* [HOW TO COMPLETE THIS TASK] These entries must be printed again exactly as they are.

(Stored items)
mod cli;
mod commands;
mod config;
mod error;
mod output;

use std::time::Duration;

use clap::Parser;
use tracing_subscriber::EnvFilter;

use binwatch_core::Monitor;

use crate::cli::{Cli, Command};
use crate::error::CliError;

#[tokio::main]
async fn main() {
    let cli = Cli::parse();

    init_tracing(cli.global.verbose);

    if let Err(err) = run(cli).await {
        let code = err.exit_code();
        eprintln!("{:?}", miette::Report::new(err));
        std::process::exit(code);
    }
}

fn init_tracing(verbosity: u8) {
    let filter = match verbosity {
        0 => "warn",
        1 => "info",
        2 => "debug",
        _ => "trace",
    };

    tracing_subscriber::fmt()
        .with_env_filter(
            EnvFilter::try_from_default_env().unwrap_or_else(|_| EnvFilter::new(filter)),
        )
        .with_writer(std::io::stderr)
        .with_target(false)
        .init();
}

async fn run(cli: Cli) -> Result<(), CliError> {
    let Cli {
        mut global,
        command,
    } = cli;
    let cfg = config::load_config_or_default();
    config::apply_defaults(&mut global, &cfg.defaults);

    match command {
        // Config commands don't touch the backend
        Command::Config(args) => commands::config_cmd::handle(args, &global),

        Command::Completions(args) => {
            use clap::CommandFactory;
            use clap_complete::generate;

            let mut cmd = Cli::command();
            generate(args.shell, &mut cmd, "binwatch", &mut std::io::stdout());
            Ok(())
        }

        cmd => {
            let mut monitor_config = config::build_monitor_config(&global, &cfg)?;
            match &cmd {
                Command::Watch(args) => {
                    if let Some(secs) = args.interval {
                        monitor_config.poll_interval = Duration::from_secs(secs.max(1));
                    }
                }
                // One-shot commands never start the timer.
                _ => monitor_config.poll_interval = Duration::ZERO,
            }
            tracing::debug!(backend = %monitor_config.url, "using backend");
            let monitor = Monitor::new(monitor_config)?;

            tracing::debug!(command = ?cmd, "dispatching command");
            let result = commands::dispatch(cmd, &monitor, &global).await;
            monitor.shutdown().await;
            result
        }
    }
}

* [RESPONSE AREA]
mod cli;
mod commands;
mod config;
mod error;
mod output;

use std::time::Duration;

use clap::Parser;
use tracing_subscriber::EnvFilter;

use binwatch_core::Monitor;

use crate::cli::{Cli, Command};
use crate::error::CliError;

#[tokio::main]
async fn main() {
    let cli = Cli::parse();

    init_tracing(cli.global.verbose);

    if let Err(err) = run(cli).await {
        let code = err.exit_code();
        eprintln!("{:?}", miette::Report::new(err));
        std::process::exit(code);
    }
}

fn init_tracing(verbosity: u8) {
    let filter = match verbosity {
        0 => "warn",
        1 => "info",
        2 => "debug",
        _ => "trace",
    };

    tracing_subscriber::fmt()
        .with_env_filter(
            EnvFilter::try_from_default_env().unwrap_or_else(|_| EnvFilter::new(filter)),
        )
        .with_writer(std::io::stderr)
        .with_target(false)
        .init();
}

async fn run(cli: Cli) -> Result<(), CliError> {
    let Cli {
        mut global,
        command,
    } = cli;
    let cfg = config::load_config_or_default();
    config::apply_defaults(&mut global, &cfg.defaults);

    match command {
        // Config commands don't touch the backend
        Command::Config(args) => commands::config_cmd::handle(args, &global),

        Command::Completions(args) => {
            use clap::CommandFactory;
            use clap_complete::generate;

            let mut cmd = Cli::command();
            generate(args.shell, &mut cmd, "binwatch", &mut std::io::stdout());
            Ok(())
        }

        cmd => {
            let mut monitor_config = config::build_monitor_config(&global, &cfg)?;
            match &cmd {
                Command::Watch(args) => {
                    if let Some(secs) = args.interval {
                        monitor_config.poll_interval = Duration::from_secs(secs.max(1));
                    }
                }
                // One-shot commands never start the timer.
                _ => monitor_config.poll_interval = Duration::ZERO,
            }
            tracing::debug!(backend = %monitor_config.url, "using backend");
            let monitor = Monitor::new(monitor_config)?;

            tracing::debug!(command = ?cmd, "dispatching command");
            let result = commands::dispatch(cmd, &monitor, &global).await;
            monitor.shutdown().await;
            result
        }
    }
}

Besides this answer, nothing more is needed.